Comment adapter un processus politique comparable à celui des êtres humains pour les animaux sauvages ?
Dans la mesure où, de manière générale, les animaux sauvages ne sont pas en position de se défendre physiquement face aux interférences humaines, qu’ils ne peuvent nullement se représenter eux-mêmes dans des négociations diplomatiques ou des organismes internationaux, qu’ils ne peuvent décider collectivement de déléguer la responsabilité de la protection de leurs intérêts souverains ; la manière la plus raisonnable et envisageable de faire respecter la souveraineté animale serait qu’ils soient représentés de façon indirecte par des mandataires humains favorables au principe de souveraineté animale (ce qui est similaire à la proposition de représentation des animaux domestiques).
Les animaux liminaires sont les animaux sauvages qui vivent en compagnie des humains. On compte par exemple parmi eux : les écureuils, les ratons laveurs, les rats, les étourneaux, les moineaux, les pigeons, les oies, les mouettes, etc. A ceux-ci, il est possible d’ajouter les animaux qui vivent à la périphérie des villes comme les cerfs, les coyotes, les renards ou les mouffettes.

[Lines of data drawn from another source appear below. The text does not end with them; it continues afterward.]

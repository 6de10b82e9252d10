//! Note editing session state machine.
//!
//! # Responsibility
//! - Own the in-memory note list and per-note view/edit/select state.
//! - Keep the single-slot field undo buffer and the single-slot deleted
//!   batch cache.
//! - Reconcile edited notes with the store through commit/cancel/delete.
//!
//! # Invariants
//! - At most one note is editing; starting an edit elsewhere commits it first.
//! - Selection mode and editing are mutually exclusive.
//! - The undo buffer holds the note value from immediately before the most
//!   recent mutation, and is empty outside an active edit.
//! - A failed commit leaves the note editing with its edits intact; a failed
//!   delete leaves the note in the list.
//! - Every transition takes `&mut self`, so a transition and the repository
//!   call it issues complete before any other intent is observed.

use crate::model::content::{ContentBlock, ContentError, ContentType, MoneyAdjustment};
use crate::model::note::{Note, NoteError, NoteId};
use crate::repo::note_repo::{DecodeFailure, NoteRepository, RepoError};
use chrono::{Local, NaiveDate};
use log::{error, info, warn};
use std::error::Error;
use std::fmt::{Display, Formatter};
use std::sync::mpsc::{self, Receiver, Sender};
use std::time::Instant;

/// Session error surfaced to the presentation layer.
#[derive(Debug)]
pub enum SessionError {
    /// Note index does not address a note in the session list.
    NoteIndexOutOfRange { index: usize, len: usize },
    /// Transition requires the note to be editing.
    NotEditing(usize),
    /// Transition is not allowed while another note is editing.
    EditInProgress(usize),
    /// Editing is not allowed while selection mode is active.
    SelectionActive,
    /// Selection transition requires selection mode.
    NotSelecting,
    /// A mutation tried to change the note's store identity.
    IdentityChanged {
        expected: Option<NoteId>,
        found: Option<NoteId>,
    },
    Note(NoteError),
    Content(ContentError),
    Repo(RepoError),
    /// Bulk delete removed `completed` notes and failed on `failed`.
    BulkDelete {
        completed: usize,
        failed: usize,
        first: RepoError,
    },
    /// Background session worker is not running.
    WorkerStopped,
}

Les raisons qui poussent ces animaux liminaires à vivre parmi les humains peuvent s’expliquer par deux raisons principales :
Cependant, les êtres humains ont tendance à opposer nature et civilisation, ce qui engendre aujourd’hui plusieurs problèmes à propos des animaux liminaires :
La situation des animaux liminaires se révèle paradoxale puisque, d’un point de vue évolutif, ils appartiennent aux espèces animales ayant connu la plus grande réussite, car ils ont découvert de nouvelles façons de survivre et de prospérer dans un monde dominé par les êtres humains mais, d’un point de vue juridique et moral, ils sont les moins reconnus et les moins protégés.
En effet, nous reconnaissons parfois la maltraitance que nous pouvons exercer sur les animaux domestiques et sauvages mais aucunement celle que nous faisons subir aux animaux liminaires, car leur présence est perçue par de nombreuses personnes comme un affront à la conception de l’espèce humaine. Par conséquent, peu de voix s’élèvent pour protester contre les massacres dont ils sont régulièrement victimes, et peu de lois les protègent.

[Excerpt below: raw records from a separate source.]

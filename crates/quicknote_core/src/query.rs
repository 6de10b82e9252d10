//! Presentation-facing read projections.
//!
//! # Responsibility
//! - Provide the static content-type catalogue for "add content" actions.
//! - Project a session snapshot into a filtered, sorted display list.
//!
//! # Invariants
//! - Projections never mutate session state.
//! - Every projected item carries the session index it came from, so intents
//!   built from it address the right note.

use crate::model::content::ContentType;
use crate::model::note::NoteId;
use crate::session::state::NoteSessionState;

/// Catalogue entry for one content block type.
#[derive(Debug, Clone, Copy, PartialEq, Eq)]
pub struct ContentTypeDescriptor {
    pub kind: ContentType,
    pub icon_ref: &'static str,
    pub label: &'static str,
}

const CONTENT_TYPE_CATALOGUE: [ContentTypeDescriptor; 5] = [
    ContentTypeDescriptor {
        kind: ContentType::Text,
        icon_ref: "note_type_text",
        label: "Text",
    },
    ContentTypeDescriptor {
        kind: ContentType::Money,
        icon_ref: "note_type_money",
        label: "Money",
    },
    ContentTypeDescriptor {
        kind: ContentType::Date,
        icon_ref: "note_type_datetime",
        label: "Date",
    },
    ContentTypeDescriptor {
        kind: ContentType::Link,
        icon_ref: "note_type_link",
        label: "Link",
    },
    ContentTypeDescriptor {
        kind: ContentType::KeyCombination,
        icon_ref: "note_type_key_comb",
        label: "Key combination",
    },
];

/// Returns the five content block types in display order.
pub fn content_type_catalogue() -> &'static [ContentTypeDescriptor] {
    &CONTENT_TYPE_CATALOGUE
}

/// Sort order for the projected list.
#[derive(Debug, Clone, Copy, Default, PartialEq, Eq)]
pub enum NoteSort {
    /// Keep session order.
    #[default]
    Session,
    /// Case-insensitive title, ties in session order.
    TitleAsc,
    /// Unsaved notes first, then highest id first.
    NewestFirst,
}

/// List projection options.
#[derive(Debug, Clone, Default, PartialEq, Eq)]
pub struct NoteFilter {
    /// Case-insensitive match against title, text bodies, link urls and keys.
    pub text: Option<String>,
    pub sort: NoteSort,
}

/// One row of the projected list.
#[derive(Debug, Clone, PartialEq, Eq)]
pub struct NoteListItem {
    /// Position in the session list.
    pub index: usize,
    pub id: Option<NoteId>,
    pub title: String,
    pub block_count: usize,
    pub is_editing: bool,
    pub is_selected: bool,
}

/// Projects session notes through `filter`.
///
/// The editing note is always kept so an active edit never disappears from
/// view while typing.
pub fn project_notes(notes: &[NoteSessionState], filter: &NoteFilter) -> Vec<NoteListItem> {
    let needle = filter
        .text
        .as_deref()
        .map(str::trim)
        .filter(|value| !value.is_empty())
        .map(str::to_lowercase);

    let mut items: Vec<NoteListItem> = notes
        .iter()
        .enumerate()
        .filter(|(_, entry)| match needle.as_deref() {
            None => true,
            Some(needle) => entry.is_editing || matches_note(entry, needle),
        })
        .map(|(index, entry)| NoteListItem {
            index,
            id: entry.note.id,
            title: entry.note.title.clone(),
            block_count: entry.note.contents.len(),
            is_editing: entry.is_editing,
            is_selected: entry.is_selected,
        })
        .collect();

    match filter.sort {
        NoteSort::Session => {}
        NoteSort::TitleAsc => {
            items.sort_by_cached_key(|item| (item.title.to_lowercase(), item.index));
        }
        NoteSort::NewestFirst => {
            items.sort_by(|a, b| match (a.id, b.id) {
                (None, None) => a.index.cmp(&b.index),
                (None, Some(_)) => std::cmp::Ordering::Less,
                (Some(_), None) => std::cmp::Ordering::Greater,
                (Some(left), Some(right)) => right.cmp(&left),
            });
        }
    }

    items
}

fn matches_note(entry: &NoteSessionState, needle: &str) -> bool {
    entry.note.title.to_lowercase().contains(needle)
        || entry
            .note
            .contents
            .iter()
            .any(|block| block.matches_text(needle))
}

Afin de changer cette dynamique et reconnaître les animaux liminaires, et puisqu’ils habitent déjà dans nos villes, pourquoi ne pas leur accorder le statut de citoyen comme aux animaux domestiques ?
Impossible affirment les auteurs car, contrairement aux animaux domestiques, les animaux liminaires ne sont pas préparés à la vie citoyenne, justement par le processus de domestication : « La domestication présuppose et contribue au développement de relations fondées sur la coopération, la communication et la confiance entre les humains et les animaux, qui sont des conditions sine qua non de la citoyenneté. […] Les êtres humains et les animaux domestiques ne peuvent établir des relations de concitoyenneté qu’à condition d’avoir été socialisés à cette fin, or la confiance et la coopération sont des éléments indispensables de ce processus de socialisation. » (p.302)

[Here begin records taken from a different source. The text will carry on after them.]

//! Note editing session.
//!
//! # Responsibility
//! - Hold the per-note view/edit/select state backing the UI.
//! - Translate presentation intents into transitions and store calls.
//!
//! # Invariants
//! - The session is the sole writer of in-memory note state; observers only
//!   receive snapshots.
//! - The repository is the sole gateway to durable storage.

pub mod intent;
pub mod state;
pub mod worker;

Les animaux liminaires ne sont pas domestiqués, ils ne font pas confiance aux humains et évitent tout contact avec eux. Il pourrait être envisagé de les domestiquer mais cela nécessiterait de les enfermer, de briser leurs familles, de contrôler leur reproduction, de leur imposer des changements de vie drastique ; en bref, un viol de leurs libertés fondamentales, comme nous avons violé celles des animaux sauvages au cours du processus de domestication.
« Nous devons donc admettre que les animaux liminaires ne sont ni souverains de leurs propres territoire ni concitoyens de notre territoire. » (p. 303)
Il est vrai que, d’un point de vue évolutif, les animaux liminaires se distinguent par leur capacité à survivre, et dans bien des cas à prospérer en tirant parti des opportunités offertes par les lieux d’habitation humaine en matière d’abris, de nourriture et de sécurité (s’ils choisissent de vivre parmi nous, c’est peut-être aussi tout simplement parce que nous avons colonisé les meilleurs endroits en termes de climat et de sources d’eau).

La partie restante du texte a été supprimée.